Even the most accurate light microscopes are unable to see the surface features of a live superbug, so when Professor Lithgow heard that Dr Toby Bell, head of the Single Molecule and Super-Resolution Fluorescence Group, had hand-built a super-resolution microscopy in his lab, they hatched a plan to create and optimise a super resolution microscope, called STORM, that could see single molecules in a bacterium.
“Toby and his team were amazing in what they installed at the Monash Micro Imaging facility,” Professor Lithgow recalls.

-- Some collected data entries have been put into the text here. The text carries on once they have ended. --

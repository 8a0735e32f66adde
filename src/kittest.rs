use egui::Vec2;
use egui_kittest::Harness;

use crate::{AdScrub, StartupConfig};

pub fn harness_with_startup(startup: StartupConfig) -> Harness<'static, AdScrub> {
    Harness::builder()
        .with_size(Vec2::new(1280.0, 720.0))
        .with_os(egui::os::OperatingSystem::from_target_os())
        .build_eframe(|cc| AdScrub::new_for_test(cc, startup).expect("init test app"))
}

pub fn harness_default() -> Harness<'static, AdScrub> {
    harness_with_startup(StartupConfig::default())
}
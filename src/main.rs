#![cfg_attr(not(debug_assertions), windows_subsystem = "windows")]

use adscrub::app;

fn parse_startup_config() -> app::StartupConfig {
    let mut cfg = app::StartupConfig::default();
    let mut args = std::env::args().skip(1);
    while let Some(arg) = args.next() {
        match arg.as_str() {
            "--episode" => {
                if let Some(p) = args.next() {
                    cfg.episode_path = Some(std::path::PathBuf::from(p));
                }
            }
            "--audio" => {
                if let Some(p) = args.next() {
                    cfg.audio_source = Some(p);
                }
            }
            "--api-base" => {
                if let Some(p) = args.next() {
                    cfg.api_base = Some(p);
                }
            }
            "--seek" => {
                if let Some(v) = args.next() {
                    if let Ok(t) = v.parse::<f64>() {
                        cfg.initial_seek = Some(t);
                    }
                }
            }
            "--dummy-candidates" => {
                if let Some(v) = args.next() {
                    if let Ok(n) = v.parse::<usize>() {
                        cfg.dummy_candidates = Some(n);
                    }
                }
            }
            "--no-touch" => {
                cfg.no_touch = true;
            }
            "--no-swipe" => {
                cfg.no_swipe = true;
            }
            "--no-sponsor-badge" => {
                cfg.no_sponsor_badge = true;
            }
            "--debug" => {
                cfg.debug = true;
            }
            "--debug-log" => {
                if let Some(p) = args.next() {
                    cfg.debug = true;
                    cfg.debug_log = Some(std::path::PathBuf::from(p));
                }
            }
            "--help" | "-h" => {
                eprintln!(
                    "Usage:\n  adscrub [options]\n\nOptions:\n  --episode <scan.json>\n  --audio <file-or-url>\n  --api-base <url>\n  --seek <secs>\n  --dummy-candidates <n>\n  --no-touch\n  --no-swipe\n  --no-sponsor-badge\n  --debug\n  --debug-log <path>\n  --help"
                );
                std::process::exit(0);
            }
            _ => {
                if arg.starts_with('-') {
                    continue;
                }
                let path = std::path::PathBuf::from(&arg);
                if path
                    .extension()
                    .and_then(|s| s.to_str())
                    .map(|s| s.eq_ignore_ascii_case("json"))
                    .unwrap_or(false)
                {
                    cfg.episode_path = Some(path);
                } else {
                    cfg.audio_source = Some(arg);
                }
            }
        }
    }
    cfg
}

fn main() -> eframe::Result<()> {
    let startup = parse_startup_config();
    let viewport = egui::ViewportBuilder::default()
        .with_min_inner_size([960.0, 600.0])
        .with_inner_size([1280.0, 720.0]);
    let native_options = eframe::NativeOptions {
        viewport,
        ..Default::default()
    };
    eframe::run_native(
        "AdScrub Review Station",
        native_options,
        Box::new(move |cc| {
            Ok(Box::new(
                app::AdScrub::new(cc, startup.clone()).expect("failed to init app"),
            ))
        }),
    )
}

While there are other super resolution microscopes elsewhere, Professor Lithgow believes it is unusual to have one tailor made to look at the landscape of a bacterial cell wall.
Critical to the five-year project was the work of PhD student, and co-first author Dilshan Gunasinghe.
“Dilshan pushed the technology to its limit through the preparation of samples of bacteria, and working with analyst Keith Schulze who rewrote the software so the microscope could drill down to the nano-scale,” Professor Lithgow said.
The audacious project brought together biochemists, microscopists, physicists, biologists and computer programmers to visualize what had never been seen before, in what “will provide researchers with key knowledge to disarm superbug resistance to the immune system,” Professor Lithgow said.